***** Data under study

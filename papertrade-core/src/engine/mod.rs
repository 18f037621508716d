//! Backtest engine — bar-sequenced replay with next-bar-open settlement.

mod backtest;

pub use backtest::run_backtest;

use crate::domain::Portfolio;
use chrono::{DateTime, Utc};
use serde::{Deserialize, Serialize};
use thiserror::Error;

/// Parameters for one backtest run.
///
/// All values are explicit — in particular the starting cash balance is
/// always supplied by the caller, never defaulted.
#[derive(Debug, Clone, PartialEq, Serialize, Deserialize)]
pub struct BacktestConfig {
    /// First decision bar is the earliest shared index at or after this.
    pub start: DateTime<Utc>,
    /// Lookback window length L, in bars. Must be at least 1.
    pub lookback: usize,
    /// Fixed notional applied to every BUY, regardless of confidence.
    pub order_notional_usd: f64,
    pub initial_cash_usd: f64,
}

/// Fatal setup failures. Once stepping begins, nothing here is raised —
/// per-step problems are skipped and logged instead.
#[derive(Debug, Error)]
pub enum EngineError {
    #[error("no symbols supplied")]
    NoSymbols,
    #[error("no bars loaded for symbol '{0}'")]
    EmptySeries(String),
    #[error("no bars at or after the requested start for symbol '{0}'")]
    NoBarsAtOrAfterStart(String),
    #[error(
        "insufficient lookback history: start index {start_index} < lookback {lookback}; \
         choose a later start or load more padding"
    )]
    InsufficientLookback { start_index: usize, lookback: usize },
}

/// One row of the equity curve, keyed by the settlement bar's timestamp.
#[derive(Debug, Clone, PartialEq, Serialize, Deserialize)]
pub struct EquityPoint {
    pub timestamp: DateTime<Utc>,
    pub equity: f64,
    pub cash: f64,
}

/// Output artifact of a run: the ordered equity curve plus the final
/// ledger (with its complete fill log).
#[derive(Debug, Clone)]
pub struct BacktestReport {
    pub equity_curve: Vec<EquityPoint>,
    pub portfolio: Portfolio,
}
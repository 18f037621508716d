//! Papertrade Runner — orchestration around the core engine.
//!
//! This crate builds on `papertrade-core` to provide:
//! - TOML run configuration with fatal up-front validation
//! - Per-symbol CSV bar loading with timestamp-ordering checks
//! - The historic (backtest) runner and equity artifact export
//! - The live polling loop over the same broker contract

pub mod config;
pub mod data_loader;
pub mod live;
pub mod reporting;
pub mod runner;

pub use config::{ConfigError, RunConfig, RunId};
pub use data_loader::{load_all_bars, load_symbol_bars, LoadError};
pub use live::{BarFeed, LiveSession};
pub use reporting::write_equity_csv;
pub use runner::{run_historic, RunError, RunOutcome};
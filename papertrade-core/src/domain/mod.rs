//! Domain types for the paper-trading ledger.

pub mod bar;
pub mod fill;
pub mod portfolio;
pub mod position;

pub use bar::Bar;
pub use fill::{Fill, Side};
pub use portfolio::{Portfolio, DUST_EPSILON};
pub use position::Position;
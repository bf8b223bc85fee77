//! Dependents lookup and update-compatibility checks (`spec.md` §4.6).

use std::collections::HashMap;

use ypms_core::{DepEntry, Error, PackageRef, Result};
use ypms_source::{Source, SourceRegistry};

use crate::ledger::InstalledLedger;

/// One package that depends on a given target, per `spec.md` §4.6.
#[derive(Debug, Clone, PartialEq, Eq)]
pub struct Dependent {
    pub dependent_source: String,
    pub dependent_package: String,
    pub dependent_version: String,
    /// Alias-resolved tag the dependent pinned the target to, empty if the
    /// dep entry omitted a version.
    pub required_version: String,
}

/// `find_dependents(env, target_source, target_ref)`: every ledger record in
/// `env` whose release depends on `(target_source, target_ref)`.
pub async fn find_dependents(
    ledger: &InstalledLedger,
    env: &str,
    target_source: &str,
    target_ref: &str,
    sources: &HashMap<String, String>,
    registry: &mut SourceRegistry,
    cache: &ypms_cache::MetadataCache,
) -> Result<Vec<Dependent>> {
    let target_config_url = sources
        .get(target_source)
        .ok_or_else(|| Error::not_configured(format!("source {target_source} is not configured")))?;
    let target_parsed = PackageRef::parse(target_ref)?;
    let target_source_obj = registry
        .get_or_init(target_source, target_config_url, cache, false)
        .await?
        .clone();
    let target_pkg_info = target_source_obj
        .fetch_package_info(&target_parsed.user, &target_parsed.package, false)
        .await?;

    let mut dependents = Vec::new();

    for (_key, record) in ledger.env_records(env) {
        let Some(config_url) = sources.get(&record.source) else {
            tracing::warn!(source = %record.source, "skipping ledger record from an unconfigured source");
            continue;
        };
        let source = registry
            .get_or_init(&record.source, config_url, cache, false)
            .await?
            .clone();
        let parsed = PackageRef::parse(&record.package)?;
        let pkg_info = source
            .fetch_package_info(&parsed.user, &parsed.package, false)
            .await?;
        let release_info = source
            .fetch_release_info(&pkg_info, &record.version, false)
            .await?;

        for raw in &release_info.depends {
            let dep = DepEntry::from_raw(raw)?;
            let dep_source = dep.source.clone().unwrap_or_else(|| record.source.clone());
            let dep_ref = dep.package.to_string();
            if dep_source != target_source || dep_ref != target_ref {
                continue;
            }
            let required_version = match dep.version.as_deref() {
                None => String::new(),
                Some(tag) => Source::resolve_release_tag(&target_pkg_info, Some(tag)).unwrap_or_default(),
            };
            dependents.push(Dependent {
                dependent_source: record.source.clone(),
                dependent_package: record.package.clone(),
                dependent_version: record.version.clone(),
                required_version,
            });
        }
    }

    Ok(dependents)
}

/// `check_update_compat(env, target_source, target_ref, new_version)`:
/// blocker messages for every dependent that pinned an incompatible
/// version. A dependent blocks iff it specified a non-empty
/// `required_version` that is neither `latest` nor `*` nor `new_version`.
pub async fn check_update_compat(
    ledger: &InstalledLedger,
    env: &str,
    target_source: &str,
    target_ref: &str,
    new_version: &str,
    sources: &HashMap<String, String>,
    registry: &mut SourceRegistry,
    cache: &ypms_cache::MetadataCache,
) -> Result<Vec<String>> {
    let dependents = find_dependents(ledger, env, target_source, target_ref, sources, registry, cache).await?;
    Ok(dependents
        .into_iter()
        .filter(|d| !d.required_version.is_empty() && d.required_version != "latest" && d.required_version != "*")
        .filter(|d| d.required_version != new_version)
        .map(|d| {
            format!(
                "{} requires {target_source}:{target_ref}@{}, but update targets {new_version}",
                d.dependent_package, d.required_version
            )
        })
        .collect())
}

**********

## Problem details
Find the word "artifact" in the entries, and copy every line it shows up in.

## Expected answer
/// Output artifact of a run: the ordered equity curve plus the final
//! - The historic (backtest) runner and equity artifact export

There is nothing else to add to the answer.